What is needed: Where a line in the listing below contains the word "field", copy that line.

Data for this task:
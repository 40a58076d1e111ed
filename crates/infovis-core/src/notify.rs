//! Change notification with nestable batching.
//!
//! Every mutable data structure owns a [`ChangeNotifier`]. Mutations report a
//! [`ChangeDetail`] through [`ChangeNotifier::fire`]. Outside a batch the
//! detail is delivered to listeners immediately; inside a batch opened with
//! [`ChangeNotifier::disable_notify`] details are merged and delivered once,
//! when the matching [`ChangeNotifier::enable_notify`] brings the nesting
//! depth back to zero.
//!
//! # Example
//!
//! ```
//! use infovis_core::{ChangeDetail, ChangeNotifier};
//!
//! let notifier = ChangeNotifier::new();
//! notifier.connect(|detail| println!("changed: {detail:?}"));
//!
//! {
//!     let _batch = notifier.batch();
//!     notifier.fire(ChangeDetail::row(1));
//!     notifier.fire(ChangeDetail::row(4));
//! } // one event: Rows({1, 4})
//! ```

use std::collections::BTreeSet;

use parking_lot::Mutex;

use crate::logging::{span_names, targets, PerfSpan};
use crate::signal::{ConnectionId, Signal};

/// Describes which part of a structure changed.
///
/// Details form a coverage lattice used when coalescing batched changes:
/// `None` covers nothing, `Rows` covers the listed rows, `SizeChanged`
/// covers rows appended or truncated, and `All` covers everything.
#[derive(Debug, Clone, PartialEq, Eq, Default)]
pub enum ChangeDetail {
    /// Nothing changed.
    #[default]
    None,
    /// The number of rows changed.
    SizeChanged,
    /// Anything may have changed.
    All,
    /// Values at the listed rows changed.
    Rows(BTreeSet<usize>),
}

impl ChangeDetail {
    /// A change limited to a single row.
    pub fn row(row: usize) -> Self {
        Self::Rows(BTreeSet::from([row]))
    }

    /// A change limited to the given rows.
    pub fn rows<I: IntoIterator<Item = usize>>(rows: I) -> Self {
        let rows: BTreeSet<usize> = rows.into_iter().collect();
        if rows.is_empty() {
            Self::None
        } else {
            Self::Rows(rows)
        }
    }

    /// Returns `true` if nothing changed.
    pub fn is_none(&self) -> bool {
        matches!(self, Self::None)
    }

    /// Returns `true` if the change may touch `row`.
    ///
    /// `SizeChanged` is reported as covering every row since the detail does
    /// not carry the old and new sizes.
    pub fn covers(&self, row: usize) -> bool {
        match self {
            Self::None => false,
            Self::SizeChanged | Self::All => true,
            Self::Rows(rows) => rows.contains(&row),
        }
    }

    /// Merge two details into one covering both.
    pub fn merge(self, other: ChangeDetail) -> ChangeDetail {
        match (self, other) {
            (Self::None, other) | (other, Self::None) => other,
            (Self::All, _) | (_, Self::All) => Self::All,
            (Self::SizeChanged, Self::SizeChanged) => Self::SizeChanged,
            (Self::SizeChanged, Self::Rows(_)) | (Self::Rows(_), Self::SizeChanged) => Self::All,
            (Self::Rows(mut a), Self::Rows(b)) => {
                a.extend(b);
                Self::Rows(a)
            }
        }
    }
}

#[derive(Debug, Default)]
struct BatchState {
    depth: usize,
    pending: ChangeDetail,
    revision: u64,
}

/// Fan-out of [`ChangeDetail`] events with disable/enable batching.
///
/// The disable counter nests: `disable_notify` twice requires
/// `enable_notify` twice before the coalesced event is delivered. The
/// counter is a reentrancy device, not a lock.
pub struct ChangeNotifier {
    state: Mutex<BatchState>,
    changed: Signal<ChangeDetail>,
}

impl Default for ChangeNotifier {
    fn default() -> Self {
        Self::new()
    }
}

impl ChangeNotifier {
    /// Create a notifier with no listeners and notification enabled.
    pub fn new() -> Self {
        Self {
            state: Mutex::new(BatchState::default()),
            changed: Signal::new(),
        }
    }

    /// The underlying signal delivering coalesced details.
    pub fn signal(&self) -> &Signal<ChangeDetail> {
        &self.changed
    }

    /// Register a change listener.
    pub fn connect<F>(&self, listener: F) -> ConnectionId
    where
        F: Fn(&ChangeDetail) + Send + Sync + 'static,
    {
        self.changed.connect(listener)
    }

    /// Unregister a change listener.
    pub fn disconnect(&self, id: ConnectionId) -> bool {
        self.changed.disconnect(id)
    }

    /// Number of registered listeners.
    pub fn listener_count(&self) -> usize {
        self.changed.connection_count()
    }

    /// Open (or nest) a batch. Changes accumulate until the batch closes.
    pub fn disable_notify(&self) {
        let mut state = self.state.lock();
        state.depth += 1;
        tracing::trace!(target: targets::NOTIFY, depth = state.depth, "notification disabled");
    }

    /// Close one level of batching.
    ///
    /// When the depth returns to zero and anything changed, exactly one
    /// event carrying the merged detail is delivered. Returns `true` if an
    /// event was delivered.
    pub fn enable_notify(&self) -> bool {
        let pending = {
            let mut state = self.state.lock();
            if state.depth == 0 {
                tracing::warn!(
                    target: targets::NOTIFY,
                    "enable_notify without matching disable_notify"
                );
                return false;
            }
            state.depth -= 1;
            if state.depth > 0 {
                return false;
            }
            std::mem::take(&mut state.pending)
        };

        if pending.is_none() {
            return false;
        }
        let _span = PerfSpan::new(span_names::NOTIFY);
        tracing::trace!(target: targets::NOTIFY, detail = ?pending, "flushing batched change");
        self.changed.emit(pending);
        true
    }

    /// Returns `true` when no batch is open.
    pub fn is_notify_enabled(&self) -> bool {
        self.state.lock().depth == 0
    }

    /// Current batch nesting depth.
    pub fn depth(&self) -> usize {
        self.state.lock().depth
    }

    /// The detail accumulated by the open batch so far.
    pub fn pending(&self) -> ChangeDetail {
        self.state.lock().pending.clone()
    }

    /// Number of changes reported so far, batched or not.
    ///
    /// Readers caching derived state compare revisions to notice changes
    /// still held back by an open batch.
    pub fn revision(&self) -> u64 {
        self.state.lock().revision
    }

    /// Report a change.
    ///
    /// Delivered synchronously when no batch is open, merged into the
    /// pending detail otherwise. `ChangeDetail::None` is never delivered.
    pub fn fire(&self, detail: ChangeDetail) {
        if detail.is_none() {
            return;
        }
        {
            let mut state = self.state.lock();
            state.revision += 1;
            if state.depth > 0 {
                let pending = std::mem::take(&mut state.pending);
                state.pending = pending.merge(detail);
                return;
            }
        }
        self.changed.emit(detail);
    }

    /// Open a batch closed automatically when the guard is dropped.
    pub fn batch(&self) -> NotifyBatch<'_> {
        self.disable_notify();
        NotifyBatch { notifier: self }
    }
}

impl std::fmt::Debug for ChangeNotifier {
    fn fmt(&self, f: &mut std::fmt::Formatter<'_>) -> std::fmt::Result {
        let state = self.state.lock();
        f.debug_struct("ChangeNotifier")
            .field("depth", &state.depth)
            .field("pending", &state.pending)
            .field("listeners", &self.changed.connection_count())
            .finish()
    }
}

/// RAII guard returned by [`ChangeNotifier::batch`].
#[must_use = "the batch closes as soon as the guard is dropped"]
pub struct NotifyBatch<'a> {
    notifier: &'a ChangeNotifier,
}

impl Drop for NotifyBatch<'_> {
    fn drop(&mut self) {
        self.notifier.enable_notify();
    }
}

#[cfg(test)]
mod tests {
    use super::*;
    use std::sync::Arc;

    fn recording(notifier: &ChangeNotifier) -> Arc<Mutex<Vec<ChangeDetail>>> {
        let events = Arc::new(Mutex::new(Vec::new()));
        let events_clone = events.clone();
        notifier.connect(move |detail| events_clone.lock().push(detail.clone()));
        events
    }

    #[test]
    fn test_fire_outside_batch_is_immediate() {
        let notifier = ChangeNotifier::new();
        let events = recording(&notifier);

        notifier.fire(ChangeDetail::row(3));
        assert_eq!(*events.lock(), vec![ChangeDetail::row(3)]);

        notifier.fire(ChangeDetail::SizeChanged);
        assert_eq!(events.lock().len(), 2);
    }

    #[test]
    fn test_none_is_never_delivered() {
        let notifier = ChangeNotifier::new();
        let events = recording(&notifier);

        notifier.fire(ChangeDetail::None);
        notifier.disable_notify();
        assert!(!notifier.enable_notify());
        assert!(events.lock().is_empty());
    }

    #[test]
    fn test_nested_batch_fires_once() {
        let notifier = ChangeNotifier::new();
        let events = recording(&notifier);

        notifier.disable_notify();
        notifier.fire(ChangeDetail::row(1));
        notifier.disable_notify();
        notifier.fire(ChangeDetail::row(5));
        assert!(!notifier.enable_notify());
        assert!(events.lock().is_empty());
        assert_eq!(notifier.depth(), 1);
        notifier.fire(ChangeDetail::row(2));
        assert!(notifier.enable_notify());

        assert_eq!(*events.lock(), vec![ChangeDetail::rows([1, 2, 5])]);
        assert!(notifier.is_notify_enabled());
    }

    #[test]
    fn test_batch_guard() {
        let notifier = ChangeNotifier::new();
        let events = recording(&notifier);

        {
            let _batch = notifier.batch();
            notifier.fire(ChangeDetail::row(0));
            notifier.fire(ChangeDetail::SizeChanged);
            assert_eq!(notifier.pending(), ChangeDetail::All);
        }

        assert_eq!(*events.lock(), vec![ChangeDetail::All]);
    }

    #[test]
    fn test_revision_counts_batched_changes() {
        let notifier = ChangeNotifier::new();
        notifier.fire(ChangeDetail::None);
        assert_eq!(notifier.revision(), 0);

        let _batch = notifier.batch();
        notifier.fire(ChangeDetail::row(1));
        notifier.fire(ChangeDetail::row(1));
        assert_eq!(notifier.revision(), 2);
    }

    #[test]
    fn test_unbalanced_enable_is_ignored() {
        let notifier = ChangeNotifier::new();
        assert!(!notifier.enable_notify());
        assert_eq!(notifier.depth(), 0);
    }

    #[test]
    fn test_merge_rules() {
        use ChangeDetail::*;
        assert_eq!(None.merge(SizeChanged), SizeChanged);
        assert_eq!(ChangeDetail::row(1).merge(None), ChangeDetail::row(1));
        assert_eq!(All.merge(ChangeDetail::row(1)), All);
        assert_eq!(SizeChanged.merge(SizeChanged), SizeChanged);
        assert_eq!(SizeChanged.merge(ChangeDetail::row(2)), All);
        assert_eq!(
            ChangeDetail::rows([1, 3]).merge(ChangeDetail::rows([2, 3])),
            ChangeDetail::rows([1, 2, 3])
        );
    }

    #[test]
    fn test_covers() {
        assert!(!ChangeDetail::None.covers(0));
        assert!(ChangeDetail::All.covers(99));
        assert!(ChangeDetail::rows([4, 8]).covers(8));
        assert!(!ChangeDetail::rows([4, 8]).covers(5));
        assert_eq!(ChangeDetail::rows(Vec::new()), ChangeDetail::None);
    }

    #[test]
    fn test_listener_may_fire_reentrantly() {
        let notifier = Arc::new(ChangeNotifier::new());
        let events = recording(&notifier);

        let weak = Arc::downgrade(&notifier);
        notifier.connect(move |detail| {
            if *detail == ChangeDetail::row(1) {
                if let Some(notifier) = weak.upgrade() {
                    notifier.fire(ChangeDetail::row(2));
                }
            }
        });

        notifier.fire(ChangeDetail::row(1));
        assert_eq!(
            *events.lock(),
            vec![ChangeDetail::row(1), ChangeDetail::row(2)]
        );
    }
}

Worked solution:
            .field("depth", &state.depth)
            .field("pending", &state.pending)
            .field("listeners", &self.changed.connection_count())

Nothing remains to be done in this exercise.